Each record must appear in the answer exactly as given.

[Opening SOURCE DATA section]

/// Walk two ascending index sequences with a two-pointer merge, invoking
/// `match_cb` with the pair of storage offsets whenever indices coincide.
/// Linear in the combined length.
pub fn scan_for_sparse_matches<F>(a_indices: &[i64], b_indices: &[i64], mut match_cb: F)
where
    F: FnMut(usize, usize),
{
    let mut a_ind = 0;
    let mut b_ind = 0;
    while a_ind < a_indices.len() && b_ind < b_indices.len() {
        let a_v = a_indices[a_ind];
        let b_v = b_indices[b_ind];
        if a_v == b_v {
            match_cb(a_ind, b_ind);
            a_ind += 1;
            b_ind += 1;
        } else if a_v < b_v {
            a_ind += 1;
        } else {
            b_ind += 1;
        }
    }
}

#[cfg(test)]
mod tests {
    use super::*;
    use kern_core::{DataType, Device, TensorData};

    fn f32_values(values: &[f32]) -> TensorData {
        let mut bytes = Vec::with_capacity(values.len() * 4);
        for v in values {
            bytes.extend_from_slice(&v.to_le_bytes());
        }
        TensorData::Bytes(bytes)
    }

    fn worked_example_csr() -> SparseTensor {
        // 2x3 [[0,5,0],[3,0,7]]
        SparseTensor::new_csr(
            DataType::F32,
            vec![2, 3],
            Device::CPU,
            f32_values(&[5.0, 3.0, 7.0]),
            vec![1, 0, 2],
            vec![0, 1, 3],
        )
        .unwrap()
    }

    #[test]
    fn test_csr_to_coo_linear() -> Result<()> {
        let csr = worked_example_csr();
        let linear = coo_1d_indices(&csr)?;
        assert_eq!(linear.as_ref(), &[1, 3, 5]);
        Ok(())
    }

    #[test]
    fn test_2d_coo_flatten() -> Result<()> {
        let flat = convert_2d_coo_indices_to_1d(3, &[0, 1, 1, 0, 1, 2])?;
        assert_eq!(flat, vec![1, 3, 5]);
        assert!(convert_2d_coo_indices_to_1d(3, &[0, 1, 1]).is_err());
        Ok(())
    }

    #[test]
    fn test_coo_to_csr_with_missing_rows() -> Result<()> {
        // 4x3 with nonzeros only in rows 1 and 3.
        let coo = SparseTensor::new_coo(
            DataType::F32,
            vec![4, 3],
            Device::CPU,
            f32_values(&[1.0, 2.0]),
            vec![4, 11],
            true,
        )?;
        let csr = csr_indices([4, 3], &coo)?;
        assert_eq!(csr.inner.as_ref(), &[1, 2]);
        assert_eq!(csr.outer.as_ref(), &[0, 0, 1, 1, 2]);
        assert!(csr.value_permutation.is_none());
        Ok(())
    }

    #[test]
    fn test_transpose_worked_example() -> Result<()> {
        let csr = worked_example_csr();
        let transposed = csr_indices_transposed([2, 3], &csr)?;
        assert_eq!(transposed.outer.as_ref(), &[0, 1, 2, 3]);
        assert_eq!(transposed.inner.as_ref(), &[1, 0, 1]);
        assert_eq!(transposed.value_permutation, Some(vec![1, 0, 2]));
        Ok(())
    }

    #[test]
    fn test_transpose_round_trip() -> Result<()> {
        let csr = worked_example_csr();
        let once = csr_indices_transposed([2, 3], &csr)?;
        let intermediate = SparseTensor::new_csr(
            DataType::F32,
            vec![3, 2],
            Device::CPU,
            f32_values(&[3.0, 5.0, 7.0]),
            once.inner.to_vec(),
            once.outer.to_vec(),
        )?;
        let twice = csr_indices_transposed([3, 2], &intermediate)?;
        assert_eq!(twice.inner.as_ref(), &[1, 0, 2]);
        assert_eq!(twice.outer.as_ref(), &[0, 1, 3]);
        Ok(())
    }

    #[test]
    fn test_transpose_rejects_duplicates() -> Result<()> {
        let coo = SparseTensor::new_coo(
            DataType::F32,
            vec![2, 3],
            Device::CPU,
            f32_values(&[1.0, 2.0]),
            vec![4, 4],
            true,
        )?;
        assert!(matches!(
            csr_indices_transposed([2, 3], &coo),
            Err(SparseError::CorruptTensor(_))
        ));

        // Same coordinate given as 2-D pairs.
        let coo_2d = SparseTensor::new_coo(
            DataType::F32,
            vec![2, 3],
            Device::CPU,
            f32_values(&[1.0, 2.0]),
            vec![1, 1, 1, 1],
            false,
        )?;
        assert!(matches!(
            csr_indices_transposed([2, 3], &coo_2d),
            Err(SparseError::CorruptTensor(_))
        ));
        Ok(())
    }

    #[test]
    fn test_transpose_rejects_duplicate_csr_columns() -> Result<()> {
        // Row 0 lists column 1 twice.
        let csr = SparseTensor::new_csr(
            DataType::F32,
            vec![2, 3],
            Device::CPU,
            f32_values(&[1.0, 2.0, 3.0]),
            vec![1, 1, 2],
            vec![0, 2, 3],
        )?;
        assert!(matches!(
            csr_indices_transposed([2, 3], &csr),
            Err(SparseError::CorruptTensor(_))
        ));
        Ok(())
    }

    #[test]
    fn test_vector_passthrough() -> Result<()> {
        let coo = SparseTensor::new_coo(
            DataType::F32,
            vec![1, 5],
            Device::CPU,
            f32_values(&[1.0, 2.0]),
            vec![0, 3],
            true,
        )?;
        let csr = csr_indices([1, 5], &coo)?;
        assert_eq!(csr.inner.as_ref(), &[0, 3]);
        assert_eq!(csr.outer.as_ref(), &[0, 2]);

        let transposed = csr_indices_transposed([1, 5], &coo)?;
        assert_eq!(transposed.inner.as_ref(), &[0, 3]);
        assert!(transposed.value_permutation.is_none());
        Ok(())
    }

    #[test]
    fn test_two_pointer_matches() {
        let a = [1i64, 4, 6, 9];
        let b = [2i64, 4, 9, 12];
        let mut hits = Vec::new();
        scan_for_sparse_matches(&a, &b, |ai, bi| hits.push((ai, bi)));
        assert_eq!(hits, vec![(1, 1), (3, 2)]);

        hits.clear();
        scan_for_sparse_matches(&a, &[], |ai, bi| hits.push((ai, bi)));
        assert!(hits.is_empty());
    }
}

[Closing SOURCE DATA section]

* **COMPLETED EXERCISE**
/// Walk two ascending index sequences with a two-pointer merge, invoking
/// `match_cb` with the pair of storage offsets whenever indices coincide.
/// Linear in the combined length.
pub fn scan_for_sparse_matches<F>(a_indices: &[i64], b_indices: &[i64], mut match_cb: F)
where
    F: FnMut(usize, usize),
{
    let mut a_ind = 0;
    let mut b_ind = 0;
    while a_ind < a_indices.len() && b_ind < b_indices.len() {
        let a_v = a_indices[a_ind];
        let b_v = b_indices[b_ind];
        if a_v == b_v {
            match_cb(a_ind, b_ind);
            a_ind += 1;
            b_ind += 1;
        } else if a_v < b_v {
            a_ind += 1;
        } else {
            b_ind += 1;
        }
    }
}

#[cfg(test)]
mod tests {
    use super::*;
    use kern_core::{DataType, Device, TensorData};

    fn f32_values(values: &[f32]) -> TensorData {
        let mut bytes = Vec::with_capacity(values.len() * 4);
        for v in values {
            bytes.extend_from_slice(&v.to_le_bytes());
        }
        TensorData::Bytes(bytes)
    }

    fn worked_example_csr() -> SparseTensor {
        // 2x3 [[0,5,0],[3,0,7]]
        SparseTensor::new_csr(
            DataType::F32,
            vec![2, 3],
            Device::CPU,
            f32_values(&[5.0, 3.0, 7.0]),
            vec![1, 0, 2],
            vec![0, 1, 3],
        )
        .unwrap()
    }

    #[test]
    fn test_csr_to_coo_linear() -> Result<()> {
        let csr = worked_example_csr();
        let linear = coo_1d_indices(&csr)?;
        assert_eq!(linear.as_ref(), &[1, 3, 5]);
        Ok(())
    }

    #[test]
    fn test_2d_coo_flatten() -> Result<()> {
        let flat = convert_2d_coo_indices_to_1d(3, &[0, 1, 1, 0, 1, 2])?;
        assert_eq!(flat, vec![1, 3, 5]);
        assert!(convert_2d_coo_indices_to_1d(3, &[0, 1, 1]).is_err());
        Ok(())
    }

    #[test]
    fn test_coo_to_csr_with_missing_rows() -> Result<()> {
        // 4x3 with nonzeros only in rows 1 and 3.
        let coo = SparseTensor::new_coo(
            DataType::F32,
            vec![4, 3],
            Device::CPU,
            f32_values(&[1.0, 2.0]),
            vec![4, 11],
            true,
        )?;
        let csr = csr_indices([4, 3], &coo)?;
        assert_eq!(csr.inner.as_ref(), &[1, 2]);
        assert_eq!(csr.outer.as_ref(), &[0, 0, 1, 1, 2]);
        assert!(csr.value_permutation.is_none());
        Ok(())
    }

    #[test]
    fn test_transpose_worked_example() -> Result<()> {
        let csr = worked_example_csr();
        let transposed = csr_indices_transposed([2, 3], &csr)?;
        assert_eq!(transposed.outer.as_ref(), &[0, 1, 2, 3]);
        assert_eq!(transposed.inner.as_ref(), &[1, 0, 1]);
        assert_eq!(transposed.value_permutation, Some(vec![1, 0, 2]));
        Ok(())
    }

    #[test]
    fn test_transpose_round_trip() -> Result<()> {
        let csr = worked_example_csr();
        let once = csr_indices_transposed([2, 3], &csr)?;
        let intermediate = SparseTensor::new_csr(
            DataType::F32,
            vec![3, 2],
            Device::CPU,
            f32_values(&[3.0, 5.0, 7.0]),
            once.inner.to_vec(),
            once.outer.to_vec(),
        )?;
        let twice = csr_indices_transposed([3, 2], &intermediate)?;
        assert_eq!(twice.inner.as_ref(), &[1, 0, 2]);
        assert_eq!(twice.outer.as_ref(), &[0, 1, 3]);
        Ok(())
    }

    #[test]
    fn test_transpose_rejects_duplicates() -> Result<()> {
        let coo = SparseTensor::new_coo(
            DataType::F32,
            vec![2, 3],
            Device::CPU,
            f32_values(&[1.0, 2.0]),
            vec![4, 4],
            true,
        )?;
        assert!(matches!(
            csr_indices_transposed([2, 3], &coo),
            Err(SparseError::CorruptTensor(_))
        ));

        // Same coordinate given as 2-D pairs.
        let coo_2d = SparseTensor::new_coo(
            DataType::F32,
            vec![2, 3],
            Device::CPU,
            f32_values(&[1.0, 2.0]),
            vec![1, 1, 1, 1],
            false,
        )?;
        assert!(matches!(
            csr_indices_transposed([2, 3], &coo_2d),
            Err(SparseError::CorruptTensor(_))
        ));
        Ok(())
    }

    #[test]
    fn test_transpose_rejects_duplicate_csr_columns() -> Result<()> {
        // Row 0 lists column 1 twice.
        let csr = SparseTensor::new_csr(
            DataType::F32,
            vec![2, 3],
            Device::CPU,
            f32_values(&[1.0, 2.0, 3.0]),
            vec![1, 1, 2],
            vec![0, 2, 3],
        )?;
        assert!(matches!(
            csr_indices_transposed([2, 3], &csr),
            Err(SparseError::CorruptTensor(_))
        ));
        Ok(())
    }

    #[test]
    fn test_vector_passthrough() -> Result<()> {
        let coo = SparseTensor::new_coo(
            DataType::F32,
            vec![1, 5],
            Device::CPU,
            f32_values(&[1.0, 2.0]),
            vec![0, 3],
            true,
        )?;
        let csr = csr_indices([1, 5], &coo)?;
        assert_eq!(csr.inner.as_ref(), &[0, 3]);
        assert_eq!(csr.outer.as_ref(), &[0, 2]);

        let transposed = csr_indices_transposed([1, 5], &coo)?;
        assert_eq!(transposed.inner.as_ref(), &[0, 3]);
        assert!(transposed.value_permutation.is_none());
        Ok(())
    }

    #[test]
    fn test_two_pointer_matches() {
        let a = [1i64, 4, 6, 9];
        let b = [2i64, 4, 9, 12];
        let mut hits = Vec::new();
        scan_for_sparse_matches(&a, &b, |ai, bi| hits.push((ai, bi)));
        assert_eq!(hits, vec![(1, 1), (3, 2)]);

        hits.clear();
        scan_for_sparse_matches(&a, &[], |ai, bi| hits.push((ai, bi)));
        assert!(hits.is_empty());
    }
}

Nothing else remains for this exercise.